The group was formed as a private company where five founders of the group were James Tien, Selina Chow, Miriam Lau, Felix Chung and Lam Man-kit, who all came from the Liberal Party, were also the company director. Tien criticised the Liberal Party leadership became too pro-Beijing and hoped for a more moderate approach. Jasper Tsang did not join the group as he was still the member of the pro-Beijing Democratic Alliance for the Betterment and Progress of Hong Kong (DAB). In June, the group sent a letter to Chairman of the Standing Committee of the National People's Congress (NPCSC) Li Zhanshu and expressed their worries over the proposed Hong Kong national security law.
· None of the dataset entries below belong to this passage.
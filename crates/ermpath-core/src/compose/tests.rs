use crate::{
    compose::{ComposedPath, ROOT_ALIAS, compose_path, foreign_key_displayname},
    config::Config,
    error::Error,
    source::{Hop, ResolvedSource, SourceDefinitions, SourceSpec, resolve},
    test_support::{catalog, dataset_table},
};
use ermpath_schema::{
    node::{ConstraintName, Table},
    types::ColumnType,
};
use proptest::prelude::*;

fn outbound(name: &str) -> Hop {
    Hop::outbound(ConstraintName::new("s", name))
}

fn resolve_all(specs: &[SourceSpec]) -> Vec<ResolvedSource> {
    let catalog = catalog();
    let root = dataset_table();
    let defs = SourceDefinitions::for_table(&root);

    specs
        .iter()
        .map(|spec| resolve(&catalog, &root, &defs, spec).expect("fixture source should resolve"))
        .collect()
}

fn compose_with(config: &Config, specs: &[SourceSpec]) -> ComposedPath {
    compose_path(&dataset_table(), &resolve_all(specs), config).expect("sources should compose")
}

fn compose(specs: &[SourceSpec]) -> ComposedPath {
    compose_with(&Config::default(), specs)
}

#[test]
fn sources_sharing_a_hop_share_one_join_alias() {
    let composed = compose(&[
        SourceSpec::path(vec![outbound("dataset_owner_fkey")], "name"),
        SourceSpec::path(vec![outbound("dataset_owner_fkey")], "affiliation"),
    ]);

    assert_eq!(composed.path, "F1:=left(owner)=(s:person:name)/$M");
    assert_eq!(composed.joins, 1);
    assert!(composed.projections.iter().all(|p| p.alias == "F1"));
    assert_eq!(composed.projections.len(), 2);
}

#[test]
fn branches_restart_from_their_parent_alias() {
    let composed = compose(&[
        SourceSpec::path(vec![outbound("dataset_owner_fkey")], "affiliation"),
        SourceSpec::path(
            vec![outbound("dataset_owner_fkey"), outbound("person_institute_fkey")],
            "name",
        ),
        SourceSpec::path(vec![outbound("dataset_category_fkey")], "name"),
    ]);

    assert_eq!(
        composed.path,
        "F1:=left(category)=(s:category:id)/$M/F2:=left(owner)=(s:person:name)\
         /F3:=left(institute)=(s:institute:id)/$M"
    );
    assert_eq!(composed.joins, 3);
}

#[test]
fn single_use_intermediate_hops_are_inlined() {
    let composed = compose(&[SourceSpec::named("owner_institute")]);

    assert_eq!(
        composed.path,
        "left(owner)=(s:person:name)/F1:=left(institute)=(s:institute:id)/$M"
    );
    assert_eq!(composed.alias_for("owner_institute"), Some("F1"));
    assert_eq!(composed.alias_for("owner_row"), None);
}

#[test]
fn sourcekey_used_twice_is_promoted_even_through_nesting() {
    let composed = compose(&[
        SourceSpec::named("owner_institute"),
        SourceSpec::named("owner_institute"),
    ]);

    // the nested prefix is counted with every use of its dependent key
    assert_eq!(
        composed.path,
        "F1:=left(owner)=(s:person:name)/F2:=left(institute)=(s:institute:id)/$M"
    );
    assert_eq!(composed.alias_for("owner_row"), Some("F1"));
    assert_eq!(composed.projections.len(), 1);
}

#[test]
fn forced_alias_replaces_the_generated_one() {
    let config = Config::default().with_forced_alias("owner_row", "OWN");
    let composed = compose_with(&config, &[SourceSpec::named("owner_institute")]);

    assert_eq!(
        composed.path,
        "OWN:=left(owner)=(s:person:name)/F1:=left(institute)=(s:institute:id)/$M"
    );
    assert_eq!(composed.alias_for("owner_row"), Some("OWN"));
}

#[test]
fn plain_columns_need_no_join() {
    let composed = compose(&[SourceSpec::column("title")]);

    assert!(composed.path.is_empty());
    assert_eq!(composed.joins, 0);
    assert_eq!(composed.projections[0].alias, ROOT_ALIAS);
    assert_eq!(composed.projections[0].to_string(), "title:=M:title");
}

#[test]
fn aggregate_projection_wraps_the_aliased_column() {
    let composed = compose(&[SourceSpec::named("file_count")]);
    let projection = &composed.projections[0];

    assert_eq!(composed.path, "F1:=left(id)=(s:file:dataset)/$M");
    assert_eq!(projection.to_string(), format!("{}:=cnt(F1:id)", projection.name));
}

#[test]
fn source_not_rooted_at_the_table_is_rejected() {
    let catalog = catalog();
    let person = catalog
        .table(Some("s"), "person")
        .expect("fixture table should exist")
        .clone();
    let defs = SourceDefinitions::default();
    let source = resolve(
        &catalog,
        &person,
        &defs,
        &SourceSpec::path(vec![outbound("person_institute_fkey")], "name"),
    )
    .expect("source should resolve against person");

    let err = compose_path(&dataset_table(), &[source], &Config::default())
        .expect_err("foreign root should fail");

    assert!(matches!(err, Error::InvalidSource { .. }));
}

#[test]
fn foreign_key_display_names_are_disambiguated() {
    let table = Table::new("s", "t")
        .with_column("x", ColumnType::Int4, true)
        .with_column("a", ColumnType::Int4, true)
        .with_column("b", ColumnType::Int4, true)
        .with_column("c", ColumnType::Int4, true)
        .with_column("d", ColumnType::Int4, true)
        .with_foreign_key("t_x_p_fkey", &[("x", "id")], ("s", "p"))
        .with_foreign_key("t_x_q_fkey", &[("x", "id")], ("s", "q"))
        .with_foreign_key("t_ab_fkey", &[("b", "k2"), ("a", "k1")], ("s", "r"))
        .with_foreign_key("t_dc_fkey", &[("d", "k1"), ("c", "k2")], ("s", "r"))
        .with_foreign_key("t_cd_z_fkey", &[("c", "k1"), ("d", "k2")], ("s", "z"));

    let names: Vec<String> = table
        .outbound_foreign_keys()
        .iter()
        .map(|fk| foreign_key_displayname(&table, fk))
        .collect();

    assert_eq!(names, ["p (x)", "q (x)", "r (a, b)", "r (c, d)", "z"]);

    let dataset = dataset_table();
    let names: Vec<String> = dataset
        .outbound_foreign_keys()
        .iter()
        .map(|fk| foreign_key_displayname(&dataset, fk))
        .collect();
    assert_eq!(names, ["category", "owner", "reviewer"]);
}

fn source_pool() -> Vec<SourceSpec> {
    vec![
        SourceSpec::column("title"),
        SourceSpec::named("owner_row"),
        SourceSpec::named("owner_affiliation"),
        SourceSpec::named("owner_institute"),
        SourceSpec::named("file_count"),
        SourceSpec::path(vec![outbound("dataset_category_fkey")], "name"),
        SourceSpec::path(vec![outbound("dataset_reviewer_fkey")], "affiliation"),
        SourceSpec::path(
            vec![outbound("dataset_reviewer_fkey"), outbound("person_institute_fkey")],
            "name",
        ),
    ]
}

fn arb_request() -> impl Strategy<Value = Vec<usize>> {
    let indices: Vec<usize> = (0..source_pool().len()).collect();

    prop::sample::subsequence(indices, 1..=8)
}

proptest! {
    #[test]
    fn composition_ignores_request_order(
        (request, shuffled) in arb_request().prop_flat_map(|r| (Just(r.clone()), Just(r).prop_shuffle()))
    ) {
        let pool = source_pool();
        let pick = |indices: &[usize]| indices.iter().map(|i| pool[*i].clone()).collect::<Vec<_>>();

        let first = compose(&pick(&request));
        let second = compose(&pick(&shuffled));

        prop_assert_eq!(first, second);
    }

    #[test]
    fn aliases_are_unique_within_a_path(request in arb_request()) {
        let pool = source_pool();
        let specs: Vec<SourceSpec> = request.iter().map(|i| pool[*i].clone()).collect();
        let composed = compose(&specs);

        let mut bound: Vec<&str> = composed
            .path
            .split('/')
            .filter_map(|segment| segment.split_once(":=").map(|(alias, _)| alias))
            .collect();
        let total = bound.len();
        bound.sort_unstable();
        bound.dedup();

        prop_assert_eq!(bound.len(), total);
        prop_assert!(!bound.contains(&ROOT_ALIAS));
    }
}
Former policy director of the New People's Party Derek Yuen and former chief manager of the China Technology Corporation Jason Poon were reportedly supported by the group to run in the 2020 Legislative Council election. In the election, Yuen and Poon ran as nonpartisans and Jack Lee, former editor of Undergrad of the University of Hong Kong and editor of On Hong Kong Nationalism ran under the banner of "Hope for Hong Kong".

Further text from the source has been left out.